Remake my self-sufficient heart, O God, and hobble me to do it if you must.
It is surely better to walk alongside you with a limp than to sprint through this wilderness alone.
But don’t stop there! Continue working out your redemption of me by your Spirit
And not just today, but tomorrow, and every sunset and sunrise until I return to the dust. Amen.

Take a moment to confess your sins, knowing that he hears you.

Reading Plan

This reading plan will help you to develop the habit of being in God’s Word each morning and evening. Come to this time with expectation. Expect God to reveal himself to you. Expect that he delights in you being there, even when you’ve wandered away. Growing a spiritual habit is a slow, patient process. So be kind to yourself as you grow! 

Readings are hyperlinked. Simply hover over the passage or click Morning/Evening Reading (email version).

Morning Readings:

Pray Psalm 52 | Read Ephesians 3

  • Praying the Psalms: Read slowly. Take note of words and phrases. Bring them before the Lord in prayer and personalize the passage as you pray.
  • NT Context: “Paul’s letter to the Ephesians joins together what has been torn apart in our sin-wrecked world. He begins with an exuberant exploration of what Christians believe about God, and then, like a surgeon skillfully setting a compound fracture, “sets” this belief in God into our behavior before God so that the bones—belief and behavior—knit together and heal.” Meditate on the passage, noting a few words or a phrase that stood out. Take them to God in prayer.

Evening Readings:

Pray Psalm 53 | Read Deuteronomy 20

  • OT Context: “The book of Deuteronomy is organized as a series of addresses given by Moses to the people of Israel in the land of Moab, where they had stopped at the end of the long wilderness journey and were about to enter and occupy Canaan…The great theme of the book is that God has saved and blessed his chosen people, whom he loves; so his people are to remember this, and love and obey him, so that they may have life and continued blessing. The key verses of the book are 6:4–6, and contain the words that Jesus called the greatest of all commandments, “Love the Lord your God with all your heart, with all your soul, and with all your strength.”Reflect on the passage. Who was the original audience, and what was their situation? How is that relevant to you today?

Sermon Devo

Each day this devo will tread along a variety of paths connected to the week’s theme in Knowing God. Consider this your invitation to come along for the ride as we head into the wilds of coming to know and experience God’s person and grace. 

Read: Genesis 27-28:9

The Bible is not what we think it is at first. Stories like the one we’ve just read are not morality tales to get us to behave well. No, the Bible is not primarily about showing you how to live a good life, or giving you heroes to emulate. What stories like this one show is something far better: Jacob doesn’t model for us how to live life right. His life shows us our limitations and how God is sufficient to meet people who aren’t looking for grace and don’t deserve it with the very grace that we all need.

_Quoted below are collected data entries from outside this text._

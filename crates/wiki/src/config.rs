// File: src/config.rs
// Purpose: Configuration parsing from wiki.toml

use anyhow::{Context, Result};
use serde::{Deserialize, Serialize};
use std::fs;
use std::net::SocketAddr;
use std::path::{Path, PathBuf};

/// Default config file, relative to the working directory
pub const DEFAULT_CONFIG_PATH: &str = "wiki.toml";

/// Application configuration
#[derive(Debug, Clone, Serialize, Deserialize, Default, PartialEq)]
pub struct Config {
    #[serde(default)]
    pub server: ServerConfig,

    #[serde(default)]
    pub storage: StorageConfig,

    #[serde(default)]
    pub templates: TemplateConfig,
}

/// Server configuration
#[derive(Debug, Clone, Serialize, Deserialize, PartialEq)]
pub struct ServerConfig {
    #[serde(default = "default_host")]
    pub host: String,

    #[serde(default = "default_port")]
    pub port: u16,
}

/// Where page files live
#[derive(Debug, Clone, Serialize, Deserialize, PartialEq)]
pub struct StorageConfig {
    /// Directory holding `<title>.txt` files (default: working directory)
    #[serde(default = "default_data_dir")]
    pub data_dir: PathBuf,
}

/// Template source
#[derive(Debug, Clone, Serialize, Deserialize, Default, PartialEq)]
pub struct TemplateConfig {
    /// Directory with `view.html` and `edit.html`; compiled-in templates when unset
    #[serde(default)]
    pub dir: Option<PathBuf>,
}

// Default values
fn default_host() -> String {
    "0.0.0.0".to_string()
}

fn default_port() -> u16 {
    8080
}

fn default_data_dir() -> PathBuf {
    PathBuf::from(".")
}

impl Default for ServerConfig {
    fn default() -> Self {
        Self {
            host: default_host(),
            port: default_port(),
        }
    }
}

impl Default for StorageConfig {
    fn default() -> Self {
        Self {
            data_dir: default_data_dir(),
        }
    }
}

impl ServerConfig {
    /// Socket address to bind. `host` may be an IP literal or a name such as
    /// `localhost`; the first resolved address wins.
    pub async fn resolve(&self) -> Result<SocketAddr> {
        let target = format!("{}:{}", self.host, self.port);
        tokio::net::lookup_host((self.host.as_str(), self.port))
            .await
            .with_context(|| format!("Invalid listen address: {}", target))?
            .next()
            .with_context(|| format!("No address found for {}", target))
    }
}

impl Config {
    /// Load configuration from a TOML file
    pub fn load(path: impl AsRef<Path>) -> Result<Self> {
        let path = path.as_ref();

        // If file doesn't exist or is empty, return default config
        if !path.exists() {
            return Ok(Self::default());
        }

        let content = fs::read_to_string(path)
            .with_context(|| format!("Failed to read config file: {:?}", path))?;

        if content.trim().is_empty() {
            return Ok(Self::default());
        }

        let config: Config = toml::from_str(&content)
            .with_context(|| format!("Failed to parse config file: {:?}", path))?;

        Ok(config)
    }

    /// Load from `$WIKI_CONFIG` (or ./wiki.toml), then apply environment overrides
    pub fn from_env() -> Result<Self> {
        let path = std::env::var("WIKI_CONFIG").unwrap_or_else(|_| DEFAULT_CONFIG_PATH.to_string());
        let mut config = Self::load(&path)?;
        config.apply_overrides(|key| std::env::var(key).ok())?;
        Ok(config)
    }

    /// Override fields from `WIKI_HOST`, `WIKI_PORT`, `WIKI_DATA_DIR` and `WIKI_TEMPLATE_DIR`
    pub fn apply_overrides(&mut self, lookup: impl Fn(&str) -> Option<String>) -> Result<()> {
        if let Some(host) = lookup("WIKI_HOST") {
            self.server.host = host;
        }
        if let Some(port) = lookup("WIKI_PORT") {
            self.server.port = port
                .parse()
                .with_context(|| format!("Invalid WIKI_PORT: {:?}", port))?;
        }
        if let Some(dir) = lookup("WIKI_DATA_DIR") {
            self.storage.data_dir = dir.into();
        }
        if let Some(dir) = lookup("WIKI_TEMPLATE_DIR") {
            self.templates.dir = Some(dir.into());
        }
        Ok(())
    }
}

#[cfg(test)]
mod tests {
    use super::*;
    use pretty_assertions::assert_eq;
    use std::collections::HashMap;
    use tempfile::TempDir;

    #[test]
    fn test_default_config() {
        let config = Config::default();
        assert_eq!(config.server.port, 8080);
        assert_eq!(config.server.host, "0.0.0.0");
        assert_eq!(config.storage.data_dir, PathBuf::from("."));
        assert_eq!(config.templates.dir, None);
    }

    #[tokio::test]
    async fn test_default_listen_address() {
        let addr = Config::default().server.resolve().await.unwrap();
        assert_eq!(addr.to_string(), "0.0.0.0:8080");
    }

    #[tokio::test]
    async fn test_host_name_resolves() {
        let server = ServerConfig {
            host: "localhost".to_string(),
            port: 8081,
        };
        let addr = server.resolve().await.unwrap();
        assert!(addr.ip().is_loopback());
        assert_eq!(addr.port(), 8081);
    }

    #[tokio::test]
    async fn test_unresolvable_host_is_error() {
        let server = ServerConfig {
            host: "not a host".to_string(),
            port: 8080,
        };
        assert!(server.resolve().await.is_err());
    }

    #[test]
    fn test_empty_config() {
        let config = toml::from_str::<Config>("").unwrap_or_default();
        assert_eq!(config, Config::default());
    }

    #[test]
    fn test_partial_config() {
        let toml = r#"
            [server]
            port = 9090

            [templates]
            dir = "templates"
        "#;
        let config: Config = toml::from_str(toml).unwrap();
        assert_eq!(config.server.port, 9090);
        assert_eq!(config.server.host, "0.0.0.0");
        assert_eq!(config.templates.dir, Some(PathBuf::from("templates")));
        assert_eq!(config.storage.data_dir, PathBuf::from("."));
    }

    #[test]
    fn test_missing_file_is_default() {
        let dir = TempDir::new().unwrap();
        let config = Config::load(dir.path().join("nope.toml")).unwrap();
        assert_eq!(config, Config::default());
    }

    #[test]
    fn test_invalid_file_is_error() {
        let dir = TempDir::new().unwrap();
        let path = dir.path().join("wiki.toml");
        fs::write(&path, "[server]\nport = \"eighty\"").unwrap();
        let err = Config::load(&path).unwrap_err();
        assert!(err.to_string().starts_with("Failed to parse config file"));
    }

    #[tokio::test]
    async fn test_env_overrides() {
        let env: HashMap<&str, &str> = [
            ("WIKI_HOST", "127.0.0.1"),
            ("WIKI_PORT", "3000"),
            ("WIKI_DATA_DIR", "/srv/wiki"),
            ("WIKI_TEMPLATE_DIR", "tmpl"),
        ]
        .into_iter()
        .collect();

        let mut config = Config::default();
        config
            .apply_overrides(|key| env.get(key).map(|v| v.to_string()))
            .unwrap();

        assert_eq!(config.server.resolve().await.unwrap().to_string(), "127.0.0.1:3000");
        assert_eq!(config.storage.data_dir, PathBuf::from("/srv/wiki"));
        assert_eq!(config.templates.dir, Some(PathBuf::from("tmpl")));
    }

    #[test]
    fn test_bad_port_override() {
        let mut config = Config::default();
        assert!(config
            .apply_overrides(|key| (key == "WIKI_PORT").then(|| "http".to_string()))
            .is_err());
    }
}
// File: src/error.rs
// Purpose: Request-level errors and how they reach the client

use crate::form::FormError;
use crate::render::RenderError;
use crate::response::plain_text;
use crate::store::StoreError;
use crate::title::InvalidPath;
use axum::http::StatusCode;
use axum::response::{IntoResponse, Response};
use thiserror::Error;

/// Body sent for every rejected path.
pub const NOT_FOUND_BODY: &str = "404 page not found";

/// Failures a handler reports to the client.
///
/// Load failures never appear here: a page that cannot be read is treated
/// as a page that does not exist yet.
#[derive(Debug, Error)]
pub enum WikiError {
    #[error(transparent)]
    InvalidPath(#[from] InvalidPath),

    #[error(transparent)]
    Store(#[from] StoreError),

    #[error(transparent)]
    Render(#[from] RenderError),

    /// Save body too large or not a readable form; nothing is written.
    #[error(transparent)]
    Form(#[from] FormError),
}

impl WikiError {
    pub fn status(&self) -> StatusCode {
        match self {
            WikiError::InvalidPath(_) => StatusCode::NOT_FOUND,
            WikiError::Store(_) | WikiError::Render(_) => StatusCode::INTERNAL_SERVER_ERROR,
            WikiError::Form(err) => err.status(),
        }
    }
}

impl IntoResponse for WikiError {
    fn into_response(self) -> Response {
        match self {
            WikiError::InvalidPath(_) => plain_text(StatusCode::NOT_FOUND, NOT_FOUND_BODY),
            other => plain_text(other.status(), other.to_string()),
        }
    }
}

I think that is why the story of Jacob resonates so deeply with us all. We all mess things up in our lives in ways that seem irredeemable. Just take a look at this family. All of them contribute to the catastrophe that’s about unfold. Laughter, as he was called, and Rebekah not only each prefer one son over against the other, but they let each run unchecked into folly. We’ve all been foolish to be sure, but this family actively and passively fanned the flames of their foolishness. 

Read the tale! Nowhere is there quick repentance, no asking for and receiving grace from God and from one another. Instead each hardens themselves against the realities of life. “Hell is other people” Jean-Paul Satre said and each person in this family proves it as they try to get one over on the other in a never-ending, ever-quickening race for Machiavellian dominance. 

No one stops to ask God what he thinks. In fact God is absent from these chapters. He’s nowhere on the tongues of his chosen family, nor in their actions. Instead they are intent on scraping and clawing for purchase like tumbling mountaineers reaching for something, anything to hold onto so they can begin their reckless free-climb all over again!

The result is a complete lack of security (what modern psychologists would call “insecure attachment”) and intense bitterness. Bitterness between the brothers. Bitter rivalry between Isaac and Rebekah. Bitter indifference in Esau toward his inheritance and the things of God which results Isaac and Rebekah’s lives being bitter because of Esau’s poor choice in women. And bitter jealousy that turns into unabashed plotting in Jacob over his father’s rejection of him. 

When the inevitable crash happens, the tangled web unravels and the brothers wrestle with the life-altering implications. Esau blames Jacob for his misery. Jacob for once is silent. Rebekah blames Esau’s stupid choice of wives. Isaac blames Jacob’s deceitfulness but what can he do now? Perhaps Rebekah’s confession sums up how everyone was feeling: “I am sick of my life…” and if things don’t change “what good is my life?”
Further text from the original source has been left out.